Work item:
For every line in the entries that contains "Narration", show the whole line.

Extracted records:
impl ArenaState {
    fn active(&self, trainer: TrainerId) -> Option<&Mon> {
        self.mons.iter().find(|m| m.id.trainer == trainer && m.active)
    }

    fn mon_mut(&mut self, id: CombatantId) -> Option<&mut Mon> {
        self.mons.iter_mut().find(|m| m.id == id)
    }

    fn party(&self, trainer: TrainerId) -> Vec<PartyMember> {
        self.mons
            .iter()
            .filter(|m| m.id.trainer == trainer)
            .map(|m| PartyMember {
                id: m.id,
                name: m.name.to_string(),
                active: m.active,
                fainted: m.fainted(),
            })
            .collect()
    }

    fn await_submissions(&mut self, trainers: Vec<TrainerId>, phase: PhaseState) {
        self.waiting_on = trainers;
        self.next_phase = Some(phase);
    }

    fn action_request(&self, trainer: TrainerId) -> Event {
        let active = self
            .active(trainer)
            .map(|mon| ActiveCombatant {
                id: mon.id,
                name: mon.name.to_string(),
                position: lead_position(trainer),
                moves: MOVES
                    .iter()
                    .map(|(id, name, target)| MoveOption {
                        id: id.to_string(),
                        name: name.to_string(),
                        pp: 20,
                        max_pp: 20,
                        target: *target,
                        disabled: false,
                    })
                    .collect(),
                forced: None,
                locked_targets: TargetMask::empty(),
                trapped: false,
            })
            .into_iter()
            .collect();

        Event::Request(DecisionRequest::Actions(ActionRequest {
            trainer,
            active,
            party: self.party(trainer),
            items: Vec::new(),
            can_flee: trainer == PLAYER,
        }))
    }

    fn switch_request(&self, trainer: TrainerId) -> Event {
        Event::Request(DecisionRequest::Switches(SwitchRequest {
            trainer,
            required: 1,
            open_positions: vec![lead_position(trainer)],
            party: self.party(trainer),
        }))
    }

    fn resolve_turn(&mut self) -> (Vec<Event>, Next) {
        if let Some(trainer) = self.fled.take() {
            let events = vec![Event::BattleResult {
                outcome: BattleOutcome::Fled { trainer },
                text: "Got away safely!".to_string(),
            }];
            return (events, Next::Over);
        }

        let mut rng = rand::thread_rng();
        let mut order = [PLAYER, RIVAL];
        order.shuffle(&mut rng);

        let mut events = Vec::new();
        for trainer in order {
            for decision in self.turn_decisions.remove(&trainer).unwrap_or_default() {
                self.resolve_decision(decision, &mut events, &mut rng);
            }
        }

        for trainer in [PLAYER, RIVAL] {
            let standing = self
                .mons
                .iter()
                .any(|m| m.id.trainer == trainer && !m.fainted());
            if !standing {
                let winner = if trainer == PLAYER { RIVAL } else { PLAYER };
                events.push(Event::BattleResult {
                    outcome: BattleOutcome::Victory { winner },
                    text: if winner == PLAYER {
                        "You won the battle!".to_string()
                    } else {
                        "You lost the battle...".to_string()
                    },
                });
                return (events, Next::Over);
            }
        }

        let empty: Vec<TrainerId> = [PLAYER, RIVAL]
            .into_iter()
            .filter(|&t| self.active(t).is_none())
            .collect();
        if empty.is_empty() {
            (events, Next::Turn)
        } else {
            (events, Next::Replacements(empty))
        }
    }

    fn resolve_decision(&mut self, decision: TurnDecision, events: &mut Vec<Event>, rng: &mut impl Rng) {
        let Some(attacker) = self
            .mons
            .iter()
            .find(|m| m.id == decision.combatant && m.active)
            .cloned()
        else {
            return;
        };

        match decision.decision {
            Decision::Move { choice, .. } => {
                let move_name = match choice {
                    MoveRef::Slot(slot) => MOVES.get(slot).map(|m| m.1).unwrap_or("Struggle"),
                    MoveRef::Struggle => "Struggle",
                };
                let foe = if attacker.id.trainer == PLAYER { RIVAL } else { PLAYER };
                let Some(target) = self.active(foe).map(|m| m.id) else {
                    return;
                };

                events.push(Event::MoveUsed {
                    combatant: attacker.id,
                    move_name: move_name.to_string(),
                    targets: TargetMask::of(lead_position(foe)),
                    text: format!("{} used {}!", attacker.name, move_name),
                });

                let damage = rng.gen_range(6..=14);
                if let Some(mon) = self.mon_mut(target) {
                    let old_hp = mon.hp;
                    mon.hp = mon.hp.saturating_sub(damage);
                    events.push(Event::HpChanged {
                        combatant: mon.id,
                        old_hp,
                        new_hp: mon.hp,
                        text: format!("{} took {} damage.", mon.name, old_hp - mon.hp),
                    });

                    if mon.fainted() {
                        mon.active = false;
                        events.push(Event::Faint {
                            combatant: mon.id,
                            position: lead_position(foe),
                        });
                        events.push(Event::Narration {
                            text: format!("{} fainted!", mon.name),
                        });
                    }
                }
            }
            Decision::Switch { replacement } => {
                let position = lead_position(attacker.id.trainer);
                if let Some(mon) = self.mon_mut(attacker.id) {
                    mon.active = false;
                }
                events.push(Event::SwitchOut {
                    combatant: attacker.id,
                    position,
                });
                if let Some(mon) = self.mon_mut(replacement) {
                    mon.active = true;
                    events.push(Event::SwitchIn {
                        combatant: mon.id,
                        position,
                        name: mon.name.to_string(),
                    });
                }
            }
            Decision::Item { item } => events.push(Event::Narration {
                text: format!("{} used {}.", attacker.name, item),
            }),
        }
    }
}

/// A two-trainer singles engine
struct Arena {
    state: Mutex<ArenaState>,
}

impl Arena {
    fn new() -> Self {
        let mons = vec![
            Mon::new(PLAYER, 0, "Pikachu"),
            Mon::new(PLAYER, 1, "Bulbasaur"),
            Mon::new(PLAYER, 2, "Squirtle"),
            Mon::new(RIVAL, 0, "Eevee"),
            Mon::new(RIVAL, 1, "Charmander"),
            Mon::new(RIVAL, 2, "Geodude"),
        ];
        Self {
            state: Mutex::new(ArenaState {
                mons,
                ..ArenaState::default()
            }),
        }
    }

    fn lock(&self) -> MutexGuard<'_, ArenaState> {
        self.state.lock().unwrap_or_else(|poisoned| poisoned.into_inner())
    }

    /// Report the awaited phase once every trainer has submitted.
    /// Runs on whichever thread sees the last submission.
    fn report_when_ready(&self, events: &EventPublisher) -> Result<(), ChannelError> {
        let phase = {
            let mut state = self.lock();
            if state.waiting_on.is_empty() {
                state.next_phase.take()
            } else {
                None
            }
        };

        match phase {
            Some(phase) => events.notify_phase(phase),
            None => Ok(()),
        }
    }

    /// The lock is never held while publishing: the presentation thread
    /// submits through it while the publisher is parked.
    fn publish_all(events: &EventPublisher, script: Vec<Event>) -> Result<(), ChannelError> {
        script.into_iter().try_for_each(|event| events.publish(event))
    }

    fn request_turn(&self, events: &EventPublisher) -> Result<(), ChannelError> {
        let script = {
            let mut state = self.lock();
            state.await_submissions(vec![RIVAL, PLAYER], PhaseState::ReadyToRunTurn);
            vec![state.action_request(RIVAL), state.action_request(PLAYER)]
        };
        Self::publish_all(events, script)?;
        self.report_when_ready(events)
    }

    fn request_replacements(
        &self,
        trainers: Vec<TrainerId>,
        events: &EventPublisher,
    ) -> Result<(), ChannelError> {
        let script = {
            let mut state = self.lock();
            let script = trainers.iter().map(|&t| state.switch_request(t)).collect();
            state.await_submissions(trainers, PhaseState::ReadyToRunSwitches);
            script
        };
        Self::publish_all(events, script)?;
        self.report_when_ready(events)
    }
}

impl Simulation for Arena {
    fn format(&self) -> BattleFormat {
        BattleFormat::Single
    }

    fn begin(&self, events: &EventPublisher) -> Result<(), ChannelError> {
        let script = {
            let mut state = self.lock();
            let mut script = vec![Event::Narration {
                text: "Your rival wants to battle!".to_string(),
            }];
            for trainer in [RIVAL, PLAYER] {
                if let Some(mon) = state.mons.iter_mut().find(|m| m.id.trainer == trainer) {
                    mon.active = true;
                    script.push(Event::SwitchIn {
                        combatant: mon.id,
                        position: lead_position(trainer),
                        name: mon.name.to_string(),
                    });
                }
            }
            script
        };

        Self::publish_all(events, script)?;
        self.request_turn(events)
    }

    fn run_turn(&self, events: &EventPublisher) -> Result<(), ChannelError> {
        let (script, next) = self.lock().resolve_turn();
        Self::publish_all(events, script)?;

        match next {
            Next::Turn => self.request_turn(events),
            Next::Replacements(trainers) => self.request_replacements(trainers, events),
            Next::Over => events.notify_phase(PhaseState::Ended),
        }
    }

    fn run_switches(&self, events: &EventPublisher) -> Result<(), ChannelError> {
        let script = {
            let mut state = self.lock();
            let chosen: Vec<SwitchDecision> = state
                .replacements
                .drain()
                .flat_map(|(_, decisions)| decisions)
                .collect();

            let mut script = Vec::new();
            for decision in chosen {
                if let Some(mon) = state.mon_mut(decision.replacement) {
                    mon.active = true;
                    script.push(Event::SwitchIn {
                        combatant: mon.id,
                        position: decision.position,
                        name: mon.name.to_string(),
                    });
                }
            }
            script
        };

        Self::publish_all(events, script)?;
        self.request_turn(events)
    }

    fn run_ai_decision(&self, trainer: TrainerId, events: &EventPublisher) -> Result<(), ChannelError> {
        {
            let mut state = self.lock();
            if state.next_phase == Some(PhaseState::ReadyToRunSwitches) {
                let pick = state
                    .party(trainer)
                    .into_iter()
                    .find(|m| m.can_enter())
                    .map(|m| SwitchDecision {
                        replacement: m.id,
                        position: lead_position(trainer),
                    });
                state.replacements.insert(trainer, pick.into_iter().collect());
            } else if let Some(mon) = state.active(trainer) {
                let slot = rand::thread_rng().gen_range(0..MOVES.len());
                let decision = TurnDecision {
                    combatant: mon.id,
                    decision: Decision::Move {
                        choice: MoveRef::Slot(slot),
                        targets: TargetMask::of(lead_position(PLAYER)),
                    },
                };
                state.turn_decisions.insert(trainer, vec![decision]);
            }
            state.waiting_on.retain(|&t| t != trainer);
        }

        self.report_when_ready(events)
    }

    fn submit_turn_decisions(&self, trainer: TrainerId, decisions: Vec<TurnDecision>) {
        let mut state = self.lock();
        state.turn_decisions.insert(trainer, decisions);
        state.waiting_on.retain(|&t| t != trainer);
    }

    fn submit_switch_decisions(&self, trainer: TrainerId, decisions: Vec<SwitchDecision>) {
        let mut state = self.lock();
        state.replacements.insert(trainer, decisions);
        state.waiting_on.retain(|&t| t != trainer);
    }

    fn submit_flee(&self, trainer: TrainerId) {
        let mut state = self.lock();
        state.fled = Some(trainer);
        state.waiting_on.retain(|&t| t != trainer);
    }
}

Exercise response:
                        events.push(Event::Narration {
            Decision::Item { item } => events.push(Event::Narration {
            let mut script = vec![Event::Narration {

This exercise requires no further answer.